▶ Prompt: Go through the lines below and copy each one that holds the string "ExcelParseError".

▶ Extracted data:
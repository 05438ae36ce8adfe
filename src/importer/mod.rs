// ==========================================
// 班次吨位引擎 - 导入层
// ==========================================
// 职责: 外部数据 → 领域对象（物料表、生产快照）
// 支持: Excel, CSV, JSON
// 红线: 本地化数值字符串只在本层解析
// ==========================================

// 模块声明
pub mod error;
pub mod file_parser;
pub mod locale_decimal;
pub mod material_importer;
pub mod snapshot;

// 重导出核心类型
pub use error::{ImportError, ImportResult};
pub use file_parser::{CsvParser, ExcelParser, FileParser, RawRow, UniversalFileParser};
pub use locale_decimal::parse_locale_decimal;
pub use material_importer::{MaterialImportReport, MaterialImporter};
pub use snapshot::{parse_plant_timestamp, ProductionSnapshot, SnapshotImporter};
// ==========================================
// 班次吨位引擎 - 导入模块错误类型
// ==========================================
// 工具: thiserror 派生宏
// ==========================================

use thiserror::Error;

/// 导入模块错误类型
#[derive(Error, Debug)]
pub enum ImportError {
    // ===== 文件相关错误 =====
    #[error("文件不存在: {0}")]
    FileNotFound(String),

    #[error("文件格式不支持: {0}（仅支持 .xlsx/.xls/.csv/.json）")]
    UnsupportedFormat(String),

    #[error("文件读取失败: {0}")]
    FileReadError(String),

    #[error("Excel 解析失败: {0}")]
    ExcelParseError(String),

    #[error("CSV 解析失败: {0}")]
    CsvParseError(String),

    #[error("JSON 解析失败: {0}")]
    JsonParseError(String),

    // ===== 数据映射错误 =====
    #[error("必填列缺失: {0}")]
    MissingColumn(String),

    #[error("时间格式错误 (记录 {record_id}): {value}")]
    TimestampFormatError { record_id: String, value: String },
}

// 实现 From<std::io::Error>
impl From<std::io::Error> for ImportError {
    fn from(err: std::io::Error) -> Self {
        ImportError::FileReadError(err.to_string())
    }
}

// 实现 From<csv::Error>
impl From<csv::Error> for ImportError {
    fn from(err: csv::Error) -> Self {
        ImportError::CsvParseError(err.to_string())
    }
}

// 实现 From<calamine::Error>
impl From<calamine::Error> for ImportError {
    fn from(err: calamine::Error) -> Self {
        ImportError::ExcelParseError(err.to_string())
    }
}

// 实现 From<serde_json::Error>
impl From<serde_json::Error> for ImportError {
    fn from(err: serde_json::Error) -> Self {
        ImportError::JsonParseError(err.to_string())
    }
}

/// Result 类型别名
pub type ImportResult<T> = Result<T, ImportError>;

▶ Reply:
    ExcelParseError(String),
        ImportError::ExcelParseError(err.to_string())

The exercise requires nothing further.